3.6. Ionic Composition of the Extracellular Matrix at the Scaffold Bony and Cartilage Layers
SEM‐EDS results are depicted for scaffolds without cells (Figure 8A, control scaffolds) and for scaffolds with cells after 14, 21, and 35 days of culture (Figure 8B–D). The bone and cartilage layers were analyzed independently. On the control scaffolds, OCP incorporation in the bony region was detectable, while no Ca or P was measurable in the cartilage region (Figure 8A). With increasing cell culture time, a higher percentage of Ca and of P was detectable for both the bone and cartilage areas. This was particularly noticeable for the bone layer of the scaffolds, featuring the highest Ca and P percentages (21.9% and 9.3%, respectively, Figure 8D, left EDS spectrum).

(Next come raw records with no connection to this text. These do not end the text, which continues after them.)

//! Game lifecycle use case - What an orchestrator can do with a game
//!
//! A chat-command front end drives the loop through this trait: it creates a
//! game once recruitment closes, advances night and day, checks for a winner
//! after each phase and collects the report at the end.

use async_trait::async_trait;

use crate::application::dto::{GameReport, RosterEntry};
use crate::domain::errors::GameError;
use crate::domain::value_objects::{GameId, PlayerId};

#[async_trait]
pub trait GameLifecycleUseCase: Send + Sync {
    /// Create a game, deal roles and tell every player their role
    async fn start_game(
        &self,
        roster: Vec<RosterEntry>,
        host_id: PlayerId,
        role_counts: Vec<(String, usize)>,
    ) -> Result<GameId, GameError>;

    /// Run one night. The game must be in the night phase.
    async fn advance_night(&self, game_id: GameId) -> Result<(), GameError>;

    /// Run one day. The game must be in the day phase.
    async fn advance_day(&self, game_id: GameId) -> Result<(), GameError>;

    /// Evaluate win conditions, returning whether the game is over
    async fn check_win(&self, game_id: GameId) -> Result<bool, GameError>;

    /// Announce the result and tear the game down
    async fn finalize(&self, game_id: GameId) -> Result<GameReport, GameError>;

    /// Cancel a game mid-phase and tear it down without a result
    async fn abort(&self, game_id: GameId) -> Result<(), GameError>;

    /// Alternate night and day until a faction wins, then finalize
    async fn run_to_completion(&self, game_id: GameId) -> Result<GameReport, GameError>;
}
//! Domain services - Pure rule computations over the game aggregate

pub mod role_assignment;
pub mod vote_tally;
pub mod win_evaluator;

pub use role_assignment::{assign_roles, build_role_list, parse_role_counts};
pub use vote_tally::{tally, TallyPolicy};
pub use win_evaluator::{check_win, evaluate_win};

3.7. Specific Differentiation of Human Adipose‐Derived Mesenchymal Stem Cells Occurred That was Associated with the Scaffold Zones
All analyzed osteogenic markers showed an increased expression in hAMSCs seeded on the bony layer of the scaffolds (Figure 9A). Upregulation was observed for bone gamma‐carboxyglutamate protein (BGLAP, p = 0.0022) at 14 days after culture. For the same time of observation, an increase on expression was detected for RUNX family transcription factor 2 (RUNX2) although not significant (p = 0.0520). Both, BGLAP and RUNX2 were upregulated at 21 days after culture (p < 0.05). Interestingly, collagen type I α1 chain (COL1A1) and collagen type III α1 chain (COL3A1) expression reached a maximum level at 14 days after culture. Remarkably, secreted phosphoprotein 1 (SPP1) displayed a very early expression at 3 days after culture on the scaffolds. The SPP1 expression levels further increased at 21 days after culture (p = 0.0190). ALP activity was also evaluated as an indicator for osteogenesis. ALP increased over culture time, although this increment was not statistically significant (Figure 9B, p > 0.05).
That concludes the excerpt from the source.